India, a victim of e-waste crime

"Exporting e-waste to Asia worked out 10 times cheaper than processing it in within these countries."

May 13, 2015 10:13 pm | Updated May 15, 2015 08:16 pm IST

The Indian subcontinent has turned into an major destination for European waste.

The Indian subcontinent has turned into an major destination for European waste.

Much of the 40 million tonnes of electronic waste produced around the world — old smartphones, TVs, laptops and obsolete kitchen appliances — finds its way illegally to Asia and Africa every year, says a report by the United Nations Environment Programme (UNEP).

Close to 90 per cent of the world’s electronic waste — worth nearly $19 billion — is illegally traded or dumped each year, to destinations half way across the world. While the European Union the U.S. and Japan are the primary origins of e-waste shipments, China, India, Malaysia and Pakistan are the main destinations, says the report. In Africa, Ghana and Nigeria are the biggest recipients of e-waste.

Destination India

Illegal trade is driven by the relatively low costs of shipment and the high costs of treatment in the developed countries. Quoting an U.S. Environmental Protection Agency study, the UNEP report says that exporting e-waste to Asia worked out 10 times cheaper than processing it in within these countries.

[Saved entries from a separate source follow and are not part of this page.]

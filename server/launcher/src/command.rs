//! NativeScript CLI command lines.
//!
//! The CLI is flag-order sensitive, so arguments are kept exactly in the
//! order they were appended.

use std::fmt;

use crate::constants::DEFAULT_TOOL;

/// A finished CLI invocation: program path plus ordered arguments.
#[derive(Debug, Clone, PartialEq, Eq)]
pub struct CliCommand {
    pub path: String,
    pub args: Vec<String>,
}

impl CliCommand {
    /// Space-joined command line, as handed to the shell.
    pub fn to_command_line(&self) -> String {
        format!("{} {}", self.path, self.args.join(" "))
    }
}

impl fmt::Display for CliCommand {
    fn fmt(&self, f: &mut fmt::Formatter<'_>) -> fmt::Result {
        f.write_str(&self.to_command_line())
    }
}

/// Builds a [`CliCommand`] argument by argument.
///
/// The finished command line is handed to the shell verbatim: neither the
/// tool path nor the arguments are quoted. A path with spaces or an argument
/// like `'iPhone 15'` must carry its own shell quoting.
#[derive(Debug, Clone)]
pub struct CommandBuilder {
    path: String,
    args: Vec<String>,
}

impl CommandBuilder {
    /// Start a command for `tool_path`, or the default `tns` when none is configured.
    pub fn new(tool_path: Option<&str>) -> Self {
        Self {
            path: tool_path.unwrap_or(DEFAULT_TOOL).to_string(),
            args: Vec::new(),
        }
    }

    pub fn append_param(mut self, arg: impl Into<String>) -> Self {
        self.args.push(arg.into());
        self
    }

    pub fn append_param_if(self, arg: impl Into<String>, condition: bool) -> Self {
        if condition {
            self.append_param(arg)
        } else {
            self
        }
    }

    pub fn append_params<I, S>(mut self, args: I) -> Self
    where
        I: IntoIterator<Item = S>,
        S: Into<String>,
    {
        self.args.extend(args.into_iter().map(Into::into));
        self
    }

    pub fn build(self) -> CliCommand {
        CliCommand {
            path: self.path,
            args: self.args,
        }
    }

    /// Only used for diagnostic and version-probe invocations.
    pub fn build_as_string(self) -> String {
        self.build().to_command_line()
    }
}

#[cfg(test)]
mod tests {
    use super::*;

    #[test]
    fn test_default_tool_path() {
        let cmd = CommandBuilder::new(None).append_param("--version").build();
        assert_eq!(cmd.path, "tns");
        assert_eq!(cmd.args, vec!["--version"]);
    }

    #[test]
    fn test_argument_order_follows_call_order() {
        for (start, brk, no_rebuild) in [
            (false, false, false),
            (true, false, true),
            (false, true, true),
            (true, true, false),
        ] {
            let cmd = CommandBuilder::new(Some("/opt/tns"))
                .append_param("debug")
                .append_param("ios")
                .append_param_if("--start", start)
                .append_param_if("--debug-brk", brk)
                .append_param_if("--no-rebuild", no_rebuild)
                .append_param("--no-client")
                .build();

            let mut expected = vec!["debug", "ios"];
            if start {
                expected.push("--start");
            }
            if brk {
                expected.push("--debug-brk");
            }
            if no_rebuild {
                expected.push("--no-rebuild");
            }
            expected.push("--no-client");
            assert_eq!(cmd.args, expected);
        }
    }

    #[test]
    fn test_append_params_keeps_order() {
        let cmd = CommandBuilder::new(None)
            .append_param("run")
            .append_params(["--device", "emulator-5554"])
            .append_param("--release")
            .build();
        assert_eq!(cmd.args, vec!["run", "--device", "emulator-5554", "--release"]);
    }

    #[test]
    fn test_build_as_string() {
        let line = CommandBuilder::new(Some("tns"))
            .append_param("debug")
            .append_param("android")
            .append_param("--get-port")
            .build_as_string();
        assert_eq!(line, "tns debug android --get-port");

        // The separator is kept even without arguments; the shell ignores it.
        assert_eq!(CommandBuilder::new(Some("tns")).build_as_string(), "tns ");
    }

    #[test]
    fn test_command_line_is_not_requoted() {
        let line = CommandBuilder::new(Some("'/Users/x/My Tools/tns'"))
            .append_param("run")
            .append_param("--device")
            .append_param("'iPhone 15'")
            .build_as_string();
        assert_eq!(line, "'/Users/x/My Tools/tns' run --device 'iPhone 15'");
    }
}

The Indian subcontinent has turned into an important destination for European waste. This goes beyond e-waste to include household waste, metals, textiles and tires — which are exported to India and Pakistan, says the report “Waste Crimes, Waste Risks: Gaps and Challenges in the Waste Sector.”

“There is a significant trade in compressors to Pakistan. These should be depolluted prior to export, but waste operators seeking to avoid expense often omit this step,” the report notes.

‘Toxic time bomb’

The vast majority of illegal e-waste ends up in landfills, incinerators, and in ill-equipped recycling facilities. “The waste is dumped in areas where local residents and workers disassemble the units and collect whatever is of value... What is not reusable is simply dumped as waste, creating immense problems and leading to what has been described as a ‘toxic time bomb’.”

While Europe and North America are by far the largest producers of e-waste, Asia’s cities are fast catching up as consumers of electronic goods and as generators of e-waste. In China, for instance, 73.9 million computers, 0.25 billion mobile phones, and 56.6 million televisions were sold in 2011, the report says. Forecasts say that in just two years, the total quantum of e-waste generated around the world will be 50 million tonnes.